### Problem statement
Treat the line containing "#[derive(Debug, Clone, Error)]" as the last one, and return every line exactly from the first line of the material below up to it.

### Supplied data
§ §
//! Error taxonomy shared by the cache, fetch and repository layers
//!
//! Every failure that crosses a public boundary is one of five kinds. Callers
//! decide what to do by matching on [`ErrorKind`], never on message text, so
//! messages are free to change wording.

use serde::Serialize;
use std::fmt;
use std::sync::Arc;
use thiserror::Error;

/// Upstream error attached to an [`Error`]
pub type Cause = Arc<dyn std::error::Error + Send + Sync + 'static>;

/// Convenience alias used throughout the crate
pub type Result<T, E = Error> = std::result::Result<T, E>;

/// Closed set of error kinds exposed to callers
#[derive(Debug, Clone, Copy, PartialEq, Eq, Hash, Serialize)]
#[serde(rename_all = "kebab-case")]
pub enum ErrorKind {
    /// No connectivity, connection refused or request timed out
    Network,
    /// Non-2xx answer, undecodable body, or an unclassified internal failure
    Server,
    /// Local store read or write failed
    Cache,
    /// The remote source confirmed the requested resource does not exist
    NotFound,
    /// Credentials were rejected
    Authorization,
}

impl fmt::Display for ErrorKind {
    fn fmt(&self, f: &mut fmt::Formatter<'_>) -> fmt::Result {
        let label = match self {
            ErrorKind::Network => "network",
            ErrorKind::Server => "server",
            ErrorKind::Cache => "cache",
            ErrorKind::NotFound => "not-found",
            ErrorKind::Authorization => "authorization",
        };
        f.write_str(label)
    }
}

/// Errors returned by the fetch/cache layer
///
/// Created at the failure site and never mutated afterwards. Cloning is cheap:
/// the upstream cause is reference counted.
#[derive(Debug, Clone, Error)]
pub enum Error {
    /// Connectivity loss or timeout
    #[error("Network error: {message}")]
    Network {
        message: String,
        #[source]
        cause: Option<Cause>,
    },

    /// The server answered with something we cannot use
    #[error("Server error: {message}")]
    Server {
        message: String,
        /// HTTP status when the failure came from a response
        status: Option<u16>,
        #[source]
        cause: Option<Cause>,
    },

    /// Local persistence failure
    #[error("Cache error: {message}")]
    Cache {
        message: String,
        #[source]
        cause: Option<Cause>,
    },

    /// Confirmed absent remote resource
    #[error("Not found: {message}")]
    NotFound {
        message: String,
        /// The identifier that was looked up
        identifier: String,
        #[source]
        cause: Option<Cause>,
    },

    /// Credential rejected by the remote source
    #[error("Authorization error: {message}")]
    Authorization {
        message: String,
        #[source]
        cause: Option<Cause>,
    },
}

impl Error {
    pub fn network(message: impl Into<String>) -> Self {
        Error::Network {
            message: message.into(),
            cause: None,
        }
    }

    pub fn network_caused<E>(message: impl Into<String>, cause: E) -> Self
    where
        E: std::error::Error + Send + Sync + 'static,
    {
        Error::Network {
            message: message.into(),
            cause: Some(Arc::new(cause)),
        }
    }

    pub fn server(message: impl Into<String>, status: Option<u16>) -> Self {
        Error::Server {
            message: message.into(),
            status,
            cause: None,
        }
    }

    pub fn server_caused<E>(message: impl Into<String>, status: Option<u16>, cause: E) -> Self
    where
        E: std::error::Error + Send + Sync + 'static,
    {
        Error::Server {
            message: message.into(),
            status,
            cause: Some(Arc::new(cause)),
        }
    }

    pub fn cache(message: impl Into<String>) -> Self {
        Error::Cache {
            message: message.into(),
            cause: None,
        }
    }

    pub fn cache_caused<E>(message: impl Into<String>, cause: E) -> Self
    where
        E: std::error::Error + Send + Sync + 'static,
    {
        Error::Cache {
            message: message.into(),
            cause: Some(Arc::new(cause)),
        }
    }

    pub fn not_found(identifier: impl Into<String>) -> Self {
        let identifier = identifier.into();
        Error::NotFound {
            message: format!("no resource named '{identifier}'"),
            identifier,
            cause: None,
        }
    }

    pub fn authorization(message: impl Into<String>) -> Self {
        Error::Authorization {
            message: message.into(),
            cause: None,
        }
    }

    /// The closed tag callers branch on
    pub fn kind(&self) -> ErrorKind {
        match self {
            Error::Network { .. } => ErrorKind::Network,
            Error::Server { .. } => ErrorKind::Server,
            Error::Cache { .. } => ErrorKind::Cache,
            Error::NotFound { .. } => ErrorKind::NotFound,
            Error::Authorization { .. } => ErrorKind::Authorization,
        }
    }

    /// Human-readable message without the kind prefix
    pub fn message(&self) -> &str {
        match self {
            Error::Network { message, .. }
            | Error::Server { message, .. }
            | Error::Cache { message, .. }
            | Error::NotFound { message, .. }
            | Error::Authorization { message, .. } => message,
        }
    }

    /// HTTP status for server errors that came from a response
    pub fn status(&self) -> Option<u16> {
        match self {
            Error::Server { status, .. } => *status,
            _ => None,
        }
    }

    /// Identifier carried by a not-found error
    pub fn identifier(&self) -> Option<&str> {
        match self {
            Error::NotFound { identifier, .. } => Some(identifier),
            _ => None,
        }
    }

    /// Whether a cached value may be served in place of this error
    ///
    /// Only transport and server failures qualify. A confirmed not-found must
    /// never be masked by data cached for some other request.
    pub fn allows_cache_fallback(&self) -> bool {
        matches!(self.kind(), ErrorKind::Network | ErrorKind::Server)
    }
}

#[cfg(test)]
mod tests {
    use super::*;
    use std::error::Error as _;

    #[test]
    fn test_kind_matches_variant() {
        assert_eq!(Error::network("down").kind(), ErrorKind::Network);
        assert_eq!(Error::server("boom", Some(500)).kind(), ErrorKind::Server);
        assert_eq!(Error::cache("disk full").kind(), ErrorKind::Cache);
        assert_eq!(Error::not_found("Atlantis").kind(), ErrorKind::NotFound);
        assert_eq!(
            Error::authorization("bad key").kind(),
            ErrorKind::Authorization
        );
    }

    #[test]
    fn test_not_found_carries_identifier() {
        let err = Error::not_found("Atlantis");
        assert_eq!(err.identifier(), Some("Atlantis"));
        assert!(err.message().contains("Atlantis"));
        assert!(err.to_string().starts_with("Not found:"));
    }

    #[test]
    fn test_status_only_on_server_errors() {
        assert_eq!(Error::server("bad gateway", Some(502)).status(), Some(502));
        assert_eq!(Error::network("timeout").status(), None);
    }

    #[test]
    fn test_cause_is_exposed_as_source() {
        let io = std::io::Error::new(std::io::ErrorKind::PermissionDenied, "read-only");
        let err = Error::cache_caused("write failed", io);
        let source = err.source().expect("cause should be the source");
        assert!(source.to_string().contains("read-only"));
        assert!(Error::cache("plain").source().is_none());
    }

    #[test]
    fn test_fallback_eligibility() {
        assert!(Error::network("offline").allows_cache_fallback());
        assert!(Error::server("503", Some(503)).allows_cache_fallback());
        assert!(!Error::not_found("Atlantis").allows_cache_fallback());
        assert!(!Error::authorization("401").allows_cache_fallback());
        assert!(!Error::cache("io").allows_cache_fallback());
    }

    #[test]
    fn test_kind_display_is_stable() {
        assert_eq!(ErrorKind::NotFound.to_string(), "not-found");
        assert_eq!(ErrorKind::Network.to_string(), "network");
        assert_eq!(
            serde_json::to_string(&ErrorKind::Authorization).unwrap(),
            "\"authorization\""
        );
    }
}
§ §
### Task output
//! Error taxonomy shared by the cache, fetch and repository layers
//!
//! Every failure that crosses a public boundary is one of five kinds. Callers
//! decide what to do by matching on [`ErrorKind`], never on message text, so
//! messages are free to change wording.

use serde::Serialize;
use std::fmt;
use std::sync::Arc;
use thiserror::Error;

/// Upstream error attached to an [`Error`]
pub type Cause = Arc<dyn std::error::Error + Send + Sync + 'static>;

/// Convenience alias used throughout the crate
pub type Result<T, E = Error> = std::result::Result<T, E>;

/// Closed set of error kinds exposed to callers
#[derive(Debug, Clone, Copy, PartialEq, Eq, Hash, Serialize)]
#[serde(rename_all = "kebab-case")]
pub enum ErrorKind {
    /// No connectivity, connection refused or request timed out
    Network,
    /// Non-2xx answer, undecodable body, or an unclassified internal failure
    Server,
    /// Local store read or write failed
    Cache,
    /// The remote source confirmed the requested resource does not exist
    NotFound,
    /// Credentials were rejected
    Authorization,
}

impl fmt::Display for ErrorKind {
    fn fmt(&self, f: &mut fmt::Formatter<'_>) -> fmt::Result {
        let label = match self {
            ErrorKind::Network => "network",
            ErrorKind::Server => "server",
            ErrorKind::Cache => "cache",
            ErrorKind::NotFound => "not-found",
            ErrorKind::Authorization => "authorization",
        };
        f.write_str(label)
    }
}

/// Errors returned by the fetch/cache layer
///
/// Created at the failure site and never mutated afterwards. Cloning is cheap:
/// the upstream cause is reference counted.
#[derive(Debug, Clone, Error)]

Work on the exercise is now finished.